● Input records
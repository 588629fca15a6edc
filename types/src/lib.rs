//! Shared wire types for the Spectre chat loop and tool layer.
//!
//! These types mirror the OpenAI-compatible chat-completions wire format:
//! messages carry a role and text content, assistant messages may carry tool
//! calls, and tool-role messages answer a specific `tool_call_id`.

use serde::{Deserialize, Serialize};

/// Role of a chat message.
#[derive(Debug, Clone, Copy, PartialEq, Eq, Serialize, Deserialize)]
#[serde(rename_all = "lowercase")]
pub enum Role {
    System,
    User,
    Assistant,
    Tool,
}

/// A single message in the conversation history.
#[derive(Debug, Clone, Serialize, Deserialize)]
pub struct ChatMessage {
    pub role: Role,
    #[serde(default)]
    pub content: String,
    /// Tool calls requested by the assistant, if any.
    #[serde(default, skip_serializing_if = "Vec::is_empty")]
    pub tool_calls: Vec<ToolCall>,
    /// For `Role::Tool` messages: the id of the call this answers.
    #[serde(default, skip_serializing_if = "Option::is_none")]
    pub tool_call_id: Option<String>,
}

impl ChatMessage {
    #[must_use]
    pub fn system(content: impl Into<String>) -> Self {
        Self::plain(Role::System, content)
    }

    #[must_use]
    pub fn user(content: impl Into<String>) -> Self {
        Self::plain(Role::User, content)
    }

    #[must_use]
    pub fn assistant(content: impl Into<String>) -> Self {
        Self::plain(Role::Assistant, content)
    }

    /// A tool-role message answering `tool_call_id` with a result string.
    #[must_use]
    pub fn tool_result(tool_call_id: impl Into<String>, content: impl Into<String>) -> Self {
        Self {
            role: Role::Tool,
            content: content.into(),
            tool_calls: Vec::new(),
            tool_call_id: Some(tool_call_id.into()),
        }
    }

    fn plain(role: Role, content: impl Into<String>) -> Self {
        Self {
            role,
            content: content.into(),
            tool_calls: Vec::new(),
            tool_call_id: None,
        }
    }

    /// Whether the assistant asked for at least one tool invocation.
    #[must_use]
    pub fn has_tool_calls(&self) -> bool {
        !self.tool_calls.is_empty()
    }
}

/// A tool call requested by the model.
///
/// `arguments` is kept as raw JSON: providers deliver it either as an
/// already-structured object or as a JSON-encoded string. The dispatcher
/// owns decoding it, so a malformed payload surfaces as a tool result
/// rather than a deserialization failure here.
#[derive(Debug, Clone, Serialize, Deserialize)]
pub struct ToolCall {
    /// Unique identifier for this call (used to match results).
    pub id: String,
    /// Name of the tool being called.
    pub name: String,
    /// Arguments as delivered by the provider: object or JSON string.
    pub arguments: serde_json::Value,
}

impl ToolCall {
    #[must_use]
    pub fn new(
        id: impl Into<String>,
        name: impl Into<String>,
        arguments: serde_json::Value,
    ) -> Self {
        Self {
            id: id.into(),
            name: name.into(),
            arguments,
        }
    }
}

/// Result of executing a tool call.
///
/// Always textual: the dispatcher converts every failure into a descriptive
/// string so the model can read and react to it.
#[derive(Debug, Clone, Serialize, Deserialize)]
pub struct ToolResult {
    pub tool_call_id: String,
    pub tool_name: String,
    pub content: String,
    pub is_error: bool,
}

impl ToolResult {
    #[must_use]
    pub fn success(
        tool_call_id: impl Into<String>,
        tool_name: impl Into<String>,
        content: impl Into<String>,
    ) -> Self {
        Self {
            tool_call_id: tool_call_id.into(),
            tool_name: tool_name.into(),
            content: content.into(),
            is_error: false,
        }
    }

    #[must_use]
    pub fn error(
        tool_call_id: impl Into<String>,
        tool_name: impl Into<String>,
        content: impl Into<String>,
    ) -> Self {
        Self {
            tool_call_id: tool_call_id.into(),
            tool_name: tool_name.into(),
            content: content.into(),
            is_error: true,
        }
    }

    /// Convert into the tool-role message fed back to the model.
    #[must_use]
    pub fn into_message(self) -> ChatMessage {
        ChatMessage::tool_result(self.tool_call_id, self.content)
    }
}

/// A tool the model may call: name, human description, JSON parameter schema.
///
/// Declared once at startup and never mutated; the schema is descriptive
/// (the services re-validate everything they receive).
#[derive(Debug, Clone, Serialize, Deserialize)]
pub struct ToolDefinition {
    pub name: String,
    pub description: String,
    /// JSON Schema describing the tool's parameters.
    pub parameters: serde_json::Value,
}

impl ToolDefinition {
    #[must_use]
    pub fn new(
        name: impl Into<String>,
        description: impl Into<String>,
        parameters: serde_json::Value,
    ) -> Self {
        Self {
            name: name.into(),
            description: description.into(),
            parameters,
        }
    }
}

#[cfg(test)]
mod tests {
    use super::{ChatMessage, Role, ToolCall};
    use serde_json::json;

    #[test]
    fn tool_result_message_carries_call_id() {
        let msg = ChatMessage::tool_result("call_1", "ok");
        assert_eq!(msg.role, Role::Tool);
        assert_eq!(msg.tool_call_id.as_deref(), Some("call_1"));
        assert!(!msg.has_tool_calls());
    }

    #[test]
    fn plain_messages_skip_empty_tool_fields() {
        let serialized = serde_json::to_value(ChatMessage::user("hi")).unwrap();
        assert_eq!(serialized, json!({"role": "user", "content": "hi"}));
    }

    #[test]
    fn tool_call_arguments_may_be_string_or_object() {
        let as_string = ToolCall::new("1", "patch_file", json!("{\"file\":\"a.rs\"}"));
        assert!(as_string.arguments.is_string());

        let parsed: ChatMessage = serde_json::from_value(json!({
            "role": "assistant",
            "content": "",
            "tool_calls": [{"id": "2", "name": "create_item", "arguments": {"path": "x"}}]
        }))
        .unwrap();
        assert!(parsed.tool_calls[0].arguments.is_object());
    }

    #[test]
    fn message_without_content_field_deserializes_empty() {
        let parsed: ChatMessage = serde_json::from_value(json!({"role": "assistant"})).unwrap();
        assert!(parsed.content.is_empty());
    }
}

● Exercise prompt
Check each line above for "ToolResult" and state how many match, answering with only the number.

● Result for this exercise
2